Try out Windows 8.1 today

(MoneyWatch) Microsoft has revealed the details of what's under the hood in Windows 8.1, and there's a surprising wealth of new and improved features to be had. Indeed, Windows 8.1 might well be the Windows that Windows 8 should have been. If it's not too late for Redmond to undo the damage that the company inflicted on itself with its new operating system last year, that is.

First, the best news: If you are a Windows 8 user, you can install the preview version of Windows 8.1 right now. It's quite easy to do; just visit the Windows 8.1 Preview site and follow the installation instructions.

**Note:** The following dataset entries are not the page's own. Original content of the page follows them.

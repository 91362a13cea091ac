use std::collections::BTreeMap;
use std::path::PathBuf;
use std::process::{Command, Stdio};

use serde::Serialize;

use super::{CHECKSUM_ARRAYS, Descriptor, SOURCE_ARRAY, Stmt};
use crate::error::{Error, Result};

/// What a caller wants read back out of an evaluated descriptor.
#[derive(Debug, Clone, Default)]
pub struct Probe {
    pub vars: Vec<String>,
    pub arrays: Vec<String>,
}

impl Probe {
    /// Every intended variable, every declared default, `source` and all known checksum arrays.
    pub fn for_descriptor(desc: &Descriptor, intended: &BTreeMap<String, String>) -> Self {
        let mut vars: Vec<String> = intended.keys().cloned().collect();
        for name in desc.declared_defaults().into_keys() {
            if !vars.contains(&name) {
                vars.push(name);
            }
        }
        vars.sort();
        let arrays = std::iter::once(SOURCE_ARRAY)
            .chain(CHECKSUM_ARRAYS.iter().copied())
            .map(str::to_string)
            .collect();
        Self { vars, arrays }
    }
}

/// Variable values and array contents as the descriptor sees them after evaluation.
#[derive(Debug, Clone, Default, PartialEq, Eq, Serialize)]
pub struct DescriptorSnapshot {
    pub vars: BTreeMap<String, String>,
    pub arrays: BTreeMap<String, Vec<String>>,
    /// Non-zero status or stderr output from sourcing the descriptor.
    #[serde(skip_serializing_if = "Vec::is_empty")]
    pub warnings: Vec<String>,
}

impl DescriptorSnapshot {
    pub fn var(&self, name: &str) -> Option<&str> {
        self.vars.get(name).map(String::as_str)
    }

    pub fn array(&self, name: &str) -> &[String] {
        self.arrays.get(name).map(Vec::as_slice).unwrap_or_default()
    }

    pub fn sources(&self) -> &[String] {
        self.array(SOURCE_ARRAY)
    }

    /// `preferred` if given, else the first known checksum array with entries.
    pub fn checksum_array_name(&self, preferred: Option<&str>) -> Option<String> {
        if let Some(p) = preferred {
            return Some(p.to_string());
        }
        CHECKSUM_ARRAYS
            .iter()
            .find(|c| !self.array(c).is_empty())
            .map(|c| c.to_string())
    }
}

pub trait DescriptorEvaluator {
    fn name(&self) -> &'static str;

    /// Evaluates `desc` with `intended` pre-set, the way the external builder would.
    fn evaluate(
        &self,
        desc: &Descriptor,
        intended: &BTreeMap<String, String>,
        probe: &Probe,
    ) -> Result<DescriptorSnapshot>;
}

/// In-process emulation over the statically parsed descriptor.
#[derive(Debug, Clone, Copy, Default)]
pub struct StaticEvaluator;

impl StaticEvaluator {
    fn run(
        stmts: &[Stmt],
        env: &mut BTreeMap<String, String>,
        arrays: &mut BTreeMap<String, Vec<String>>,
    ) {
        for stmt in stmts {
            match stmt {
                Stmt::Default { name, value } => {
                    if env.get(name).is_none_or(|v| v.is_empty()) {
                        let v = value.expand(env);
                        env.insert(name.clone(), v);
                    }
                }
                Stmt::Assign { name, value } => {
                    let v = value.expand(env);
                    env.insert(name.clone(), v);
                }
                Stmt::Array {
                    name,
                    append,
                    items,
                } => {
                    let expanded: Vec<String> = items.iter().map(|w| w.expand(env)).collect();
                    let slot = arrays.entry(name.clone()).or_default();
                    if !append {
                        slot.clear();
                    }
                    slot.extend(expanded);
                }
                Stmt::If {
                    cond,
                    then,
                    otherwise,
                } => {
                    let branch = if cond.eval(env) { then } else { otherwise };
                    Self::run(branch, env, arrays);
                }
            }
        }
    }
}

impl DescriptorEvaluator for StaticEvaluator {
    fn name(&self) -> &'static str {
        "static"
    }

    fn evaluate(
        &self,
        desc: &Descriptor,
        intended: &BTreeMap<String, String>,
        probe: &Probe,
    ) -> Result<DescriptorSnapshot> {
        let mut env = intended.clone();
        let mut arrays = BTreeMap::new();
        Self::run(&desc.stmts, &mut env, &mut arrays);

        let vars = probe
            .vars
            .iter()
            .filter_map(|n| env.get(n).map(|v| (n.clone(), v.clone())))
            .collect();
        let arrays = probe
            .arrays
            .iter()
            .map(|n| (n.clone(), arrays.remove(n).unwrap_or_default()))
            .collect();
        Ok(DescriptorSnapshot {
            vars,
            arrays,
            warnings: Vec::new(),
        })
    }
}

const PROBE_SCRIPT: &str = r#"__pgf_file="$1"; shift
__pgf_items=("$@")
__pgf_errf="$(mktemp 2>/dev/null)" || __pgf_errf=""
shopt -s expand_aliases
alias exit=return
source "./$__pgf_file" >/dev/null 2>"${__pgf_errf:-/dev/null}"
__pgf_rc=$?
unalias exit
__pgf_err=""
if [ -n "$__pgf_errf" ]; then
  __pgf_err="$(<"$__pgf_errf")"
  rm -f "$__pgf_errf"
fi
printf 'S\0%s\0%s\0' "$__pgf_rc" "$__pgf_err"
for __pgf_item in "${__pgf_items[@]}"; do
  __pgf_name="${__pgf_item#?:}"
  case "$__pgf_item" in
    V:*)
      if [ -n "${!__pgf_name+x}" ]; then
        printf 'V\0%s\0%s\0' "$__pgf_name" "${!__pgf_name}"
      fi
      ;;
    A:*)
      declare -n __pgf_ref="$__pgf_name"
      printf 'A\0%s\0%s\0' "$__pgf_name" "${#__pgf_ref[@]}"
      for __pgf_el in "${__pgf_ref[@]}"; do printf '%s\0' "$__pgf_el"; done
      unset -n __pgf_ref
      ;;
  esac
done
"#;

/// Sources the descriptor in a child `bash` with a cleared environment.
#[derive(Debug, Clone)]
pub struct ShellEvaluator {
    pub shell: PathBuf,
}

impl Default for ShellEvaluator {
    fn default() -> Self {
        Self {
            shell: PathBuf::from("bash"),
        }
    }
}

impl DescriptorEvaluator for ShellEvaluator {
    fn name(&self) -> &'static str {
        "shell"
    }

    fn evaluate(
        &self,
        desc: &Descriptor,
        intended: &BTreeMap<String, String>,
        probe: &Probe,
    ) -> Result<DescriptorSnapshot> {
        let file = desc
            .path
            .file_name()
            .and_then(|s| s.to_str())
            .ok_or_else(|| {
                Error::msg(format!(
                    "descriptor path has no file name: {}",
                    desc.path.display()
                ))
            })?;

        let mut cmd = Command::new(&self.shell);
        cmd.args(["--noprofile", "--norc", "-c", PROBE_SCRIPT, "pgoforge-probe", file])
            .args(probe.vars.iter().map(|v| format!("V:{v}")))
            .args(probe.arrays.iter().map(|a| format!("A:{a}")))
            .current_dir(desc.dir())
            .env_clear()
            .env(
                "PATH",
                std::env::var_os("PATH").unwrap_or_else(|| "/usr/bin:/bin".into()),
            )
            .env("LANG", "C")
            .stdin(Stdio::null());
        if let Some(home) = std::env::var_os("HOME") {
            cmd.env("HOME", home);
        }
        for (k, v) in intended {
            cmd.env(k, v);
        }

        tracing::debug!(descriptor = %desc.path.display(), vars = probe.vars.len(), "evaluating descriptor in child shell");
        let out = cmd.output().map_err(|e| {
            Error::msg(format!(
                "failed to spawn {} to evaluate descriptor: {e}",
                self.shell.display()
            ))
        })?;
        if !out.status.success() {
            return Err(Error::msg(format!(
                "descriptor evaluation exited with {}: {}",
                out.status,
                String::from_utf8_lossy(&out.stderr).trim()
            )));
        }
        parse_probe_output(&out.stdout)
    }
}

fn parse_probe_output(raw: &[u8]) -> Result<DescriptorSnapshot> {
    let mut fields = raw
        .split(|b| *b == 0)
        .map(|f| String::from_utf8_lossy(f).into_owned());
    let mut snap = DescriptorSnapshot::default();
    let truncated = || Error::msg("descriptor evaluation output is truncated");

    while let Some(tag) = fields.next() {
        match tag.as_str() {
            "" => continue,
            "S" => {
                let status = fields.next().ok_or_else(truncated)?;
                let stderr = fields.next().ok_or_else(truncated)?;
                if status != "0" {
                    snap.warnings
                        .push(format!("sourcing the descriptor returned status {status}"));
                }
                snap.warnings.extend(
                    stderr
                        .lines()
                        .map(str::trim)
                        .filter(|l| !l.is_empty())
                        .map(|l| format!("descriptor stderr: {l}")),
                );
            }
            "V" => {
                let name = fields.next().ok_or_else(truncated)?;
                let value = fields.next().ok_or_else(truncated)?;
                snap.vars.insert(name, value);
            }
            "A" => {
                let name = fields.next().ok_or_else(truncated)?;
                let count: usize = fields
                    .next()
                    .ok_or_else(truncated)?
                    .parse()
                    .map_err(|_| Error::msg(format!("bad element count for array '{name}'")))?;
                let items = (0..count)
                    .map(|_| fields.next().ok_or_else(truncated))
                    .collect::<Result<Vec<_>>>()?;
                snap.arrays.insert(name, items);
            }
            other => {
                return Err(Error::msg(format!(
                    "unexpected record '{other}' in descriptor evaluation output"
                )));
            }
        }
    }
    Ok(snap)
}

#[cfg(test)]
mod tests {
    use super::*;
    use std::path::Path;

    const DESC: &str = r#"
: "${_cpusched:=eevdf}"
: "${_autofdo:=no}"
: "${_autofdo_profile_name:=}"
_tickrate=periodic

source=("linux.tar.xz" "config")
sha256sums=('aaa' 'bbb')
if [[ -n "$_autofdo_profile_name" ]]; then
    source+=("$_autofdo_profile_name")
    sha256sums+=('SKIP')
fi
"#;

    fn intended(pairs: &[(&str, &str)]) -> BTreeMap<String, String> {
        pairs
            .iter()
            .map(|(k, v)| (k.to_string(), v.to_string()))
            .collect()
    }

    #[test]
    fn static_honors_assign_if_unset_and_guards() {
        let desc = Descriptor::parse(Path::new("PKGBUILD"), DESC).expect("parse");
        let want = intended(&[
            ("_cpusched", "bore"),
            ("_autofdo_profile_name", "/p/kernel.afdo"),
            ("_tickrate", "full"),
        ]);
        let probe = Probe::for_descriptor(&desc, &want);
        let snap = StaticEvaluator.evaluate(&desc, &want, &probe).expect("eval");

        assert_eq!(snap.var("_cpusched"), Some("bore"));
        assert_eq!(snap.var("_autofdo"), Some("no"));
        // Plain assignment clobbers the injected value.
        assert_eq!(snap.var("_tickrate"), Some("periodic"));
        assert_eq!(snap.sources(), ["linux.tar.xz", "config", "/p/kernel.afdo"]);
        assert_eq!(snap.checksum_array_name(None).as_deref(), Some("sha256sums"));
        assert_eq!(snap.array("sha256sums").len(), 3);
    }

    #[test]
    fn empty_injected_value_falls_back_to_default() {
        let desc = Descriptor::parse(Path::new("PKGBUILD"), DESC).expect("parse");
        let want = intended(&[("_cpusched", "")]);
        let probe = Probe::for_descriptor(&desc, &want);
        let snap = StaticEvaluator.evaluate(&desc, &want, &probe).expect("eval");
        assert_eq!(snap.var("_cpusched"), Some("eevdf"));
        assert_eq!(snap.sources().len(), 2);
    }

    #[test]
    fn parses_evaluation_records() {
        let raw = b"V\0_cpusched\0bore\0A\0source\x002\0a\0b\0A\0b2sums\x000\0";
        let snap = parse_probe_output(raw).expect("parse");
        assert_eq!(snap.var("_cpusched"), Some("bore"));
        assert_eq!(snap.sources(), ["a", "b"]);
        assert!(snap.array("b2sums").is_empty());
        assert!(snap.warnings.is_empty());

        assert!(parse_probe_output(b"A\0source\x003\0a\0").is_err());

        let snap = parse_probe_output(b"S\x001\0line one\n\nline two\0").expect("parse");
        assert_eq!(
            snap.warnings,
            [
                "sourcing the descriptor returned status 1",
                "descriptor stderr: line one",
                "descriptor stderr: line two",
            ]
        );
    }

    #[test]
    fn shell_and_static_agree() {
        if Command::new("bash").arg("--version").output().is_err() {
            return;
        }
        let tmp = tempfile::tempdir().expect("tempdir");
        let path = tmp.path().join("PKGBUILD");
        std::fs::write(&path, DESC).expect("write descriptor");
        let desc = Descriptor::load(&path).expect("load");
        let want = intended(&[
            ("_cpusched", "bore"),
            ("_autofdo_profile_name", "/p/kernel.afdo"),
            ("_tickrate", "full"),
        ]);
        let probe = Probe::for_descriptor(&desc, &want);

        let shell = ShellEvaluator::default()
            .evaluate(&desc, &want, &probe)
            .expect("shell eval");
        let emulated = StaticEvaluator.evaluate(&desc, &want, &probe).expect("static eval");
        assert_eq!(shell, emulated);
    }

    #[test]
    fn shell_reports_failed_sourcing() {
        if Command::new("bash").arg("--version").output().is_err() {
            return;
        }
        let tmp = tempfile::tempdir().expect("tempdir");
        let path = tmp.path().join("PKGBUILD");
        let src = ": \"${_cpusched:=eevdf}\"\necho 'missing toolchain' >&2\nexit 1\n_cpusched=never\n";
        std::fs::write(&path, src).expect("write descriptor");
        let desc = Descriptor::load_lenient(&path).expect("load");
        let want = intended(&[("_cpusched", "bore")]);
        let probe = Probe::for_descriptor(&desc, &want);

        let snap = ShellEvaluator::default()
            .evaluate(&desc, &want, &probe)
            .expect("shell eval");
        // Evaluation stops at `exit` without killing the reader.
        assert_eq!(snap.var("_cpusched"), Some("bore"));
        assert!(
            snap.warnings
                .iter()
                .any(|w| w == "sourcing the descriptor returned status 1"),
            "{:?}",
            snap.warnings
        );
        assert!(
            snap.warnings
                .iter()
                .any(|w| w == "descriptor stderr: missing toolchain"),
            "{:?}",
            snap.warnings
        );
    }
}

If you do choose to install Windows 8.1, be advised: It is, of course, a beta, so you should be sure to back up your PC before proceeding. And when you eventually install the final version of Windows 8.1, you will need to reinstall all of your apps (both desktop and modern). If you don't install the preview edition of 8.1, you can avoid reinstalling stuff later.

So what can you expect in Windows 8.1? Here's a quick summary of the most compelling features in the update:

The Start button is back. In a sense. Yes, Microsoft has put back the Start button on the desktop, but it opens the new modern Start Screen, not the traditional start menu. It's as if someone wasn't specific enough when making a wish to a genie.

Faster shutdown. The new Windows 8 shutdown process is a cumbersome five-gestures-and-clicks affair. Microsoft has now put a shutdown option in the menu that appears when you right-click on the Start button. Not easily found, but great once you know about it.

Improved personalization. There are a host of ways Microsoft now makes Windows 8 feel more customizable. Chief among them: The desktop and modern interfaces can now share a common background, which makes them seem less like two different operating systems clumsily thrown together and more like two faces of the same system.

Boot direct to desktop. If you've heard anything about Windows 8.1, you probably know this. You can configure Windows to boot directly to the desktop. That said, finding this option is akin to locating a dropped contact lens on a shiny tile floor.

Better Snap. The old Widows 8 modern Snap -- where one app would occupy a quarter of the screen and the other took the remaining three quarters -- has been blown up. Now you have a lot more flexibility for making modern apps appear side by side on the screen, much like desktop apps.

Hypercustomization. There's a new Navigation settings option (get to it by right-clicking the taskbar and choosing Options) that lets you specify how the new Windows 8 conventions (like the Charms Bar) behave.

Better cloud integration. Microsoft has taken the opportunity to make SkyDrive a more cohesive part of the operating system. Now you can tell Windows to automatically back up your documents to SkyDrive, for example.

3D printer support. While you're probably not on the verge of making 3D printers an integral part of your lifequite yet, it's great to see that Microsoft has gotten well out in front and introduced support for 3D printers in Windows 8.1. When 3D printers do go mainstream, Windows will already be there with native plug-and-play integration.